"""
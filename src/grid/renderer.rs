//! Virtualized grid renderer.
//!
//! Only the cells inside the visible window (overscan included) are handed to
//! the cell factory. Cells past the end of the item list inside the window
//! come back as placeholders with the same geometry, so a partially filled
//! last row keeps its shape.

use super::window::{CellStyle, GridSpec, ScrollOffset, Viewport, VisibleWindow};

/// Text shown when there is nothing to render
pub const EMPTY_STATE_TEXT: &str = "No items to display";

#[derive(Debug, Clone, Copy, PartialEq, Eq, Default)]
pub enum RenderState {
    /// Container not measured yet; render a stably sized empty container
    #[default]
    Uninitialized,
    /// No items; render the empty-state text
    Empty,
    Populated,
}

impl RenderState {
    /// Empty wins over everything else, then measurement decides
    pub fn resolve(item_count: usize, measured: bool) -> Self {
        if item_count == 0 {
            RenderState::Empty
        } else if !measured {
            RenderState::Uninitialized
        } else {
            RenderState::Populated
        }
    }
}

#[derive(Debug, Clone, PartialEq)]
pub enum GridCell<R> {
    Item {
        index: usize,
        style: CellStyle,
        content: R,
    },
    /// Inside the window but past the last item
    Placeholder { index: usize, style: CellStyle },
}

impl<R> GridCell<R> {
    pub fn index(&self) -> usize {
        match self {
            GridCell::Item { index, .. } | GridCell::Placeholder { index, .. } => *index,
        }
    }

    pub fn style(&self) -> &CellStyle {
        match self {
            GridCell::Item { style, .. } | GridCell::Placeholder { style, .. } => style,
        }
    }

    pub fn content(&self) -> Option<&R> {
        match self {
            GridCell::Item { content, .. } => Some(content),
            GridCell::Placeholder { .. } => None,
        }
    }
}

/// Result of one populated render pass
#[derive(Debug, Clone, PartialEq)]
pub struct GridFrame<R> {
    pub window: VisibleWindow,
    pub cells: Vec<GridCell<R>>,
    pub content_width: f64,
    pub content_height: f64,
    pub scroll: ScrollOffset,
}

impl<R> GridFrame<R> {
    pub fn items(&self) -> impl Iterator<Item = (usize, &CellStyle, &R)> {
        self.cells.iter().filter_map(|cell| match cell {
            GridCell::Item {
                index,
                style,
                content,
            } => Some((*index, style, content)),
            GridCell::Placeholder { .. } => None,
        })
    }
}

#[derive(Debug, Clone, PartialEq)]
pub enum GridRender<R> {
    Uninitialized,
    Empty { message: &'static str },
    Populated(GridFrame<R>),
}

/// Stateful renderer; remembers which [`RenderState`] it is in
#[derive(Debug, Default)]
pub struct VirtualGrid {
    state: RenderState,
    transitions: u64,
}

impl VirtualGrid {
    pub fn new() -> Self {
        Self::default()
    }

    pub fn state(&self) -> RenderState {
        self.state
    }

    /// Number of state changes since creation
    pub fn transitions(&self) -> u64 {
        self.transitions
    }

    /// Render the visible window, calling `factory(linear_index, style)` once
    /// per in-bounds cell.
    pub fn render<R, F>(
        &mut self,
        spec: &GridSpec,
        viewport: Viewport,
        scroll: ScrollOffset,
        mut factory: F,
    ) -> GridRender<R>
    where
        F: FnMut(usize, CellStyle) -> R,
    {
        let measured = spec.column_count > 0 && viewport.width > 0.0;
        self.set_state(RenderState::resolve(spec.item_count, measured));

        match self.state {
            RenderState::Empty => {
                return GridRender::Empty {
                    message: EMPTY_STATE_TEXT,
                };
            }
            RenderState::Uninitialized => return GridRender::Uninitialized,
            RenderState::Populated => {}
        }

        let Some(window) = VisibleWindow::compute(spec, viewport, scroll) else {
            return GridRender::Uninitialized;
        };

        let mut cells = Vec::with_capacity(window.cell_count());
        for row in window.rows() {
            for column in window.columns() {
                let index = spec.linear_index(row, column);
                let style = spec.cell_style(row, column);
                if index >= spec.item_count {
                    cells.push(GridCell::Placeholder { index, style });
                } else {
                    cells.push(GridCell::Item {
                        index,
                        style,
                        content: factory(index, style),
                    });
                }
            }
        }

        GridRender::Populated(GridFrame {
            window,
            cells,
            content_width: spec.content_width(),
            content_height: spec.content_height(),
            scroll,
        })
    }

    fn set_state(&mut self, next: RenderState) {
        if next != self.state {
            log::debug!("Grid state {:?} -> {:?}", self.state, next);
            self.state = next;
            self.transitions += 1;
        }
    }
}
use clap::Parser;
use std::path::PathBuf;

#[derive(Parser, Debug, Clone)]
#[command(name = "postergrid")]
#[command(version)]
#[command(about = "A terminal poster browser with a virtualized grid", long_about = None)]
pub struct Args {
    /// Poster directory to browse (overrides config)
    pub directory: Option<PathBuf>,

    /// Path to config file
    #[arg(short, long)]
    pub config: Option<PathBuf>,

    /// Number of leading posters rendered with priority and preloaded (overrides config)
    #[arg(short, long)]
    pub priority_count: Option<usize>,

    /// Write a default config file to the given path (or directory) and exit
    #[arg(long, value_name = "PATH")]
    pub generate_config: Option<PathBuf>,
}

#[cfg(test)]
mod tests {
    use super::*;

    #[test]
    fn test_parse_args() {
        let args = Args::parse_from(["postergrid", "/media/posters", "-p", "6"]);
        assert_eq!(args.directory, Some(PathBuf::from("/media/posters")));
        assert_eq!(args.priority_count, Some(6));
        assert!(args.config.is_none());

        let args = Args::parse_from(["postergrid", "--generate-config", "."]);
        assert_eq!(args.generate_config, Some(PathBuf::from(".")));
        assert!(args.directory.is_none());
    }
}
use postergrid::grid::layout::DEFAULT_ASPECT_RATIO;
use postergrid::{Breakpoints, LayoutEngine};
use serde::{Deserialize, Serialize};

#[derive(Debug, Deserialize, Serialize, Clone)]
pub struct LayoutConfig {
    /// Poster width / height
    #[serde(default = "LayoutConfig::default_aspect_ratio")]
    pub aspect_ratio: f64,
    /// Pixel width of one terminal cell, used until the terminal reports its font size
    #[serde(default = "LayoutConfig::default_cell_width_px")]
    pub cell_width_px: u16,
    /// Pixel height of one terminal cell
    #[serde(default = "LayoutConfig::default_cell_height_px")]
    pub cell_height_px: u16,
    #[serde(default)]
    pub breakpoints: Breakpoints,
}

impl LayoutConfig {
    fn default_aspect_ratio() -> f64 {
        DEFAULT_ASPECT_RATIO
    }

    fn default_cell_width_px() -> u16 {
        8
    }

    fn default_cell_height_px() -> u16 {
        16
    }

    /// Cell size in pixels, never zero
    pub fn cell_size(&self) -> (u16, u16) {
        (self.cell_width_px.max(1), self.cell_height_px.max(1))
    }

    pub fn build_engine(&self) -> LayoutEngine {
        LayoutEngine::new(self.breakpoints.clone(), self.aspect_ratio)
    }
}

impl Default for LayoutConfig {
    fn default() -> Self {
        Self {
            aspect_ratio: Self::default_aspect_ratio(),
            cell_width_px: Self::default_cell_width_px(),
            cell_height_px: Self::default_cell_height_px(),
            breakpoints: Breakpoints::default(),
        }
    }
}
"""
Repeat, without change, each line of the data above from the one that contains "LayoutEngine::new(self.breakpoints.clone(), self.aspect_ratio)" through the final line, counting both.

        LayoutEngine::new(self.breakpoints.clone(), self.aspect_ratio)
    }
}

impl Default for LayoutConfig {
    fn default() -> Self {
        Self {
            aspect_ratio: Self::default_aspect_ratio(),
            cell_width_px: Self::default_cell_width_px(),
            cell_height_px: Self::default_cell_height_px(),
            breakpoints: Breakpoints::default(),
        }
    }
}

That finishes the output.